Election in the Spanish region of the Balearic Islands

A regional election was held in the Balearic Islands on 26 May 1991 to elect the 3rd Parliament of the autonomous community. All 59 seats in the Parliament were up for election. It was held concurrently with regional elections in twelve other autonomous communities and local elections all across Spain.

==Overview==
Under the 1983 Statute of Autonomy, the Parliament of the Balearic Islands was the unicameral legislature of the homonymous autonomous community, having legislative power in devolved matters, as well as the ability to grant or withdraw confidence from a regional president. The electoral and procedural rules were supplemented by national law provisions.

===Date===
The term of the Parliament of the Balearic Islands expired four years after the date of its previous ordinary election, with election day being fixed for the fourth Sunday of May every four years. The election decree was required to be issued between 54 and 60 days before the scheduled election date and published on the following day in the Official Gazette of the Balearic Islands (BOIB). The previous election was held on 10 June 1987, setting the date for election day on the fourth Sunday of May four years later, which was 26 May 1991.
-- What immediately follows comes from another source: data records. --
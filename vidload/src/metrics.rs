//! Run-scoped metric registry.
//!
//! Series are created lazily on first use and live until the run is finalized. Each series has
//! one kind for its whole life; asking for an existing name with a different kind is an error
//! rather than a silent second series.
mod recorder;
mod report;
mod series;
mod snapshot;

pub use recorder::OutcomeRecorder;
pub use report::{RunReport, SummaryError, ThresholdResult};
pub use series::{Counter, Rate, SeriesKind, Trend};
pub use snapshot::{
    AggregateError, CounterValues, RateValues, SeriesValues, Snapshot, TrendValues,
};

use arc_swap::ArcSwap;
use series::Series;
use std::collections::{BTreeMap, HashMap};
use std::sync::{
    atomic::{AtomicBool, Ordering},
    Arc,
};
use std::time::Duration;
use thiserror::Error;
#[allow(unused)]
use tracing::{debug, error, info, trace, warn};

pub const HTTP_REQS: &str = "http_reqs";
pub const HTTP_REQ_DURATION: &str = "http_req_duration";
pub const HTTP_REQ_FAILED: &str = "http_req_failed";
pub const ITERATIONS: &str = "iterations";
pub const VUS_MAX: &str = "vus_max";

#[derive(Debug, Error, PartialEq)]
pub enum MetricsError {
    #[error("Metric `{name}` is registered as a {existing}, not a {requested}.")]
    KindMismatch {
        name: String,
        existing: SeriesKind,
        requested: SeriesKind,
    },
}

/// Handle to the registry shared by every virtual user of a run. Cheap to clone.
#[derive(Clone)]
pub struct Metrics {
    registry: Arc<Registry>,
}

struct Registry {
    series: ArcSwap<HashMap<String, Series>>,
    sealed: Arc<AtomicBool>,
}

impl Default for Metrics {
    fn default() -> Self {
        Self::new()
    }
}

impl Metrics {
    pub fn new() -> Self {
        Self {
            registry: Arc::new(Registry {
                series: ArcSwap::from_pointee(HashMap::new()),
                sealed: Arc::new(AtomicBool::new(false)),
            }),
        }
    }

    /// Pass/fail series. Its value is `passes / (passes + fails)`.
    pub fn rate(&self, name: &str) -> Result<Rate, MetricsError> {
        match self.series(name, SeriesKind::Rate)? {
            Series::Rate(cell) => Ok(Rate::new(cell, self.sealed())),
            other => Err(self.mismatch(name, other.kind(), SeriesKind::Rate)),
        }
    }

    /// Numeric sample series, recorded in milliseconds when fed durations.
    pub fn trend(&self, name: &str) -> Result<Trend, MetricsError> {
        match self.series(name, SeriesKind::Trend)? {
            Series::Trend(cell) => Ok(Trend::new(cell, self.sealed())),
            other => Err(self.mismatch(name, other.kind(), SeriesKind::Trend)),
        }
    }

    /// Monotonic count.
    pub fn counter(&self, name: &str) -> Result<Counter, MetricsError> {
        match self.series(name, SeriesKind::Counter)? {
            Series::Counter(cell) => Ok(Counter::new(cell, self.sealed())),
            other => Err(self.mismatch(name, other.kind(), SeriesKind::Counter)),
        }
    }

    pub fn is_finalized(&self) -> bool {
        self.registry.sealed.load(Ordering::Acquire)
    }

    /// Freeze every series and read it out. Observations arriving afterwards are dropped.
    pub fn finalize(&self, elapsed: Duration) -> Snapshot {
        if self.registry.sealed.swap(true, Ordering::AcqRel) {
            warn!("Metrics were already finalized; reading the frozen series again.");
        }

        let series: BTreeMap<String, SeriesValues> = self
            .registry
            .series
            .load()
            .iter()
            .map(|(name, series)| (name.clone(), series.values(elapsed)))
            .collect();

        debug!("Finalized {} series over {elapsed:?}", series.len());
        Snapshot::new(elapsed, series)
    }

    fn sealed(&self) -> Arc<AtomicBool> {
        self.registry.sealed.clone()
    }

    fn series(&self, name: &str, kind: SeriesKind) -> Result<Series, MetricsError> {
        // NOTE: At most two passes. The rcu only inserts when the name is still absent.
        loop {
            if let Some(existing) = self.registry.series.load().get(name) {
                if existing.kind() != kind {
                    return Err(self.mismatch(name, existing.kind(), kind));
                }
                return Ok(existing.clone());
            }

            self.registry.series.rcu(|current| {
                if current.contains_key(name) {
                    Arc::clone(current)
                } else {
                    let mut next = HashMap::clone(current);
                    next.insert(name.to_string(), Series::new(kind));
                    Arc::new(next)
                }
            });
        }
    }

    fn mismatch(&self, name: &str, existing: SeriesKind, requested: SeriesKind) -> MetricsError {
        MetricsError::KindMismatch {
            name: name.to_string(),
            existing,
            requested,
        }
    }
}

#[cfg(test)]
mod tests {
    use super::*;
    use vidload_core::{Aggregation, ThresholdRule};

    #[test]
    fn rate_counts_passes_over_total() {
        let metrics = Metrics::new();
        let rate = metrics.rate("errors").unwrap();
        for _ in 0..3 {
            rate.add(true);
        }
        for _ in 0..9 {
            rate.add(false);
        }

        let snapshot = metrics.finalize(Duration::from_secs(1));
        let values = snapshot.get("errors").unwrap();
        assert_eq!(values.aggregate(Aggregation::Rate), Ok(0.25));
        assert_eq!(
            values,
            &SeriesValues::Rate(RateValues::new(3, 9)),
        );
    }

    #[test]
    fn same_name_shares_a_series() {
        let metrics = Metrics::new();
        metrics.counter("videos_uploaded").unwrap().increment(2);
        metrics.counter("videos_uploaded").unwrap().increment(3);

        let snapshot = metrics.finalize(Duration::from_secs(5));
        assert_eq!(
            snapshot
                .get("videos_uploaded")
                .unwrap()
                .aggregate(Aggregation::Count),
            Ok(5.)
        );
    }

    #[test]
    fn kind_is_fixed_on_first_use() {
        let metrics = Metrics::new();
        metrics.trend("latency").unwrap();
        assert_eq!(
            metrics.rate("latency").err(),
            Some(MetricsError::KindMismatch {
                name: "latency".into(),
                existing: SeriesKind::Trend,
                requested: SeriesKind::Rate,
            })
        );
    }

    #[test]
    fn late_observations_are_dropped() {
        let metrics = Metrics::new();
        let trend = metrics.trend("upload_time_ms").unwrap();
        trend.add(10.);

        let snapshot = metrics.finalize(Duration::from_secs(1));
        trend.add(20.);
        assert!(metrics.is_finalized());

        let again = metrics.finalize(Duration::from_secs(1));
        assert_eq!(snapshot, again);
        assert_eq!(
            again.get("upload_time_ms").unwrap().aggregate(Aggregation::Count),
            Ok(1.)
        );
    }

    #[test]
    fn missing_series_fails_its_threshold() {
        let metrics = Metrics::new();
        metrics.rate("upload_success").unwrap();
        let snapshot = metrics.finalize(Duration::from_secs(1));

        let registered_but_empty = ThresholdRule::new("upload_success", "rate>0.70").unwrap();
        let result = ThresholdResult::evaluate(&registered_but_empty, &snapshot);
        assert!(!result.ok);
        assert_eq!(result.observed, None);

        let never_registered = ThresholdRule::new("videos_pending", "count>0").unwrap();
        assert!(!ThresholdResult::evaluate(&never_registered, &snapshot).ok);
    }
}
The Parliament of the Balearic Islands could not be dissolved before the expiration date of parliament, except in the event of an investiture process failing to elect a regional president within a 60-day period from the Parliament's reconvening. In such a case, the chamber was to be automatically dissolved and a snap election called, with elected lawmakers serving the remainder of its original four-year term.

The election to the Parliament of the Balearic Islands was officially called on 2 April 1991 with the publication of the corresponding decree in the BOIB, setting election day for 26 May and scheduling for the chamber to reconvene on 19 June.

===Electoral system===
Voting for the Parliament was based on universal suffrage, comprising all Spanish nationals over 18 years of age, registered in the Balearic Islands and with full political rights, provided that they had not been deprived of the right to vote by a final sentence, nor were legally incapacitated.

The Parliament of the Balearic Islands had 59 seats. All were elected in four multi-member constituencies—corresponding to the islands of Mallorca, Menorca, Ibiza and Formentera, each of which was assigned a fixed number of seats—using the D'Hondt method and closed-list proportional voting, with a five percent-threshold of valid votes (including blank ballots) in each constituency. The use of this electoral method resulted in a higher effective threshold depending on district magnitude and vote distribution.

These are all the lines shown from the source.